Her associate judge at the time was Eyck, the same associate judge who ordered Wednesday for Christopher to be placed with his father.
Pritchard said Crawford didn’t have the several thousands of dollars it would have required to appeal Hockett’s decision.
“There was nothing that we could afford for him to do,” Pritchard recalled. “Those are wildly expensive processes. He couldn’t afford it. He was tapped out.”
Crawford’s work colleagues have since started a GoFundMe page to help the father with legal expenses.
Bowen’s mother also started her daughter a GoFundMepage to raise money for a powerful attorney in order to “beat such outrageous allegations.” The page, however, was quickly taken down.
Since 2014, at least two different online fundraisers had been started to help Bowen, one alleging that her son had a severe case of Arteriovernous malformation and the other, that he had been diagnosed with cancer and only had six months to live.
According to a CPS emergency removal petition, medical records show that between 2009 and 2016, Christopher was seen 323 times at hospitals and pediatric centers in Dallas and Houston and underwent 13 major surgeries.
Carolyn Williams, Crawford’s aunt, said she once met Bowen at the hospital, where Christopher was to undergo a colonoscopy.
“At that time, she told us he had cancer. He was going to have surgery,” Williams recalled.
Williams remembers Bowen later emerging with X-rays and documents.
“I looked at them. Kaylene said this must be the cancer,” Williams. “I’m reading real fast, looking at the notes, the summary. I said no, he does not have cancer. Read down here. It says nothing was found.”
Williams said Bowen’s reaction was alarming to her. So was later seeing Bowen had had a third child - a baby that told Williams she had through artificial insemination in order to help save Christopher.
“I told my mom, this girl very sick. I said I’m calling CPS. If something happens to this baby, I don’t want them to say you all knew something was wrong and you never reported it. When I got home, I called CPS.”

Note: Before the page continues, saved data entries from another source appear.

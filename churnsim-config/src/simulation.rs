//! Run-level simulation parameters.

use std::time::Duration;

use serde::{Deserialize, Serialize};
use validator::Validate;

#[derive(Debug, Clone, Serialize, Deserialize, Validate, PartialEq)]
pub struct SimulationConfig {
    /// Seed for the churn random source.
    #[serde(default = "default_seed")]
    pub seed: u64,

    /// Virtual run length in seconds.
    #[validate(range(exclusive_min = 0.0))]
    #[serde(default = "default_total_time_secs")]
    pub total_time_secs: f64,
}

fn default_seed() -> u64 {
    42
}

fn default_total_time_secs() -> f64 {
    600.0
}

impl Default for SimulationConfig {
    fn default() -> Self {
        Self {
            seed: default_seed(),
            total_time_secs: default_total_time_secs(),
        }
    }
}

impl SimulationConfig {
    /// Run length, or `None` when it is not a positive finite number.
    pub fn total_time(&self) -> Option<Duration> {
        Duration::try_from_secs_f64(self.total_time_secs)
            .ok()
            .filter(|total| !total.is_zero())
    }
}
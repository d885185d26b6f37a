#[macro_use]
extern crate criterion;

use std::time::Duration;

use criterion::{black_box, BatchSize, Criterion};
use churnsim_config::{ChurnMode, ChurnsimConfig, DeviceType};
use churnsim_core::random::SeededRandomSource;
use churnsim_simulator::churn::ChurnModel;
use churnsim_simulator::{ChurnScheduler, Topology};

/// Cost of a single node decision, draws included.
fn benchmark_decide(c: &mut Criterion) {
    let model = ChurnModel::default();
    let mut rng = SeededRandomSource::new(42);

    c.bench_function("churn_decide", |b| {
        b.iter(|| black_box(model.decide(&mut rng)))
    });
}

/// One full pass over a large wired topology.
fn benchmark_pass(c: &mut Criterion) {
    let node_count = 10_000;
    let mut config = ChurnsimConfig::default();
    config.topology.node_count = node_count;
    config.topology.device = DeviceType::Csma;
    config.churn.mode = ChurnMode::DynamicRecurring;

    c.bench_function("churn_pass_10k", |b| {
        b.iter_batched(
            || {
                let topology = Topology::build(&config.topology);
                let devices = topology
                    .device_list(config.churn.exclusion_count..node_count)
                    .unwrap();
                let churn =
                    ChurnScheduler::new(&config.churn, config.simulation.seed, node_count, devices)
                        .unwrap();
                (topology, churn)
            },
            |(_topology, mut churn)| {
                let churned = churn.run_pass(Duration::ZERO).unwrap().churned_nodes;
                black_box(churned)
            },
            BatchSize::LargeInput,
        )
    });
}

criterion_group!(benches, benchmark_decide, benchmark_pass);
criterion_main!(benches);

She still has the letter, dated May 11, 2013 that she would later receive from the CPS investigator assigned to looking into the case.
“We have concluded that there is no basis for our intervention and have closed this case,” reads the letter, a copy of which she shared with the Star-Telegram.
Crawford said since Christopher’s removal from his mother, his son has proved to be a healthy boy who now only takes medication for allergies.
And now he’ll have Christmas with his dad’s family.
Christopher’s great-grandmother, Flora Crawford, said the agreement was an answered prayer.
“I’ve already got him gifts,” Flora Crawford said. “...That’s all I want is him.”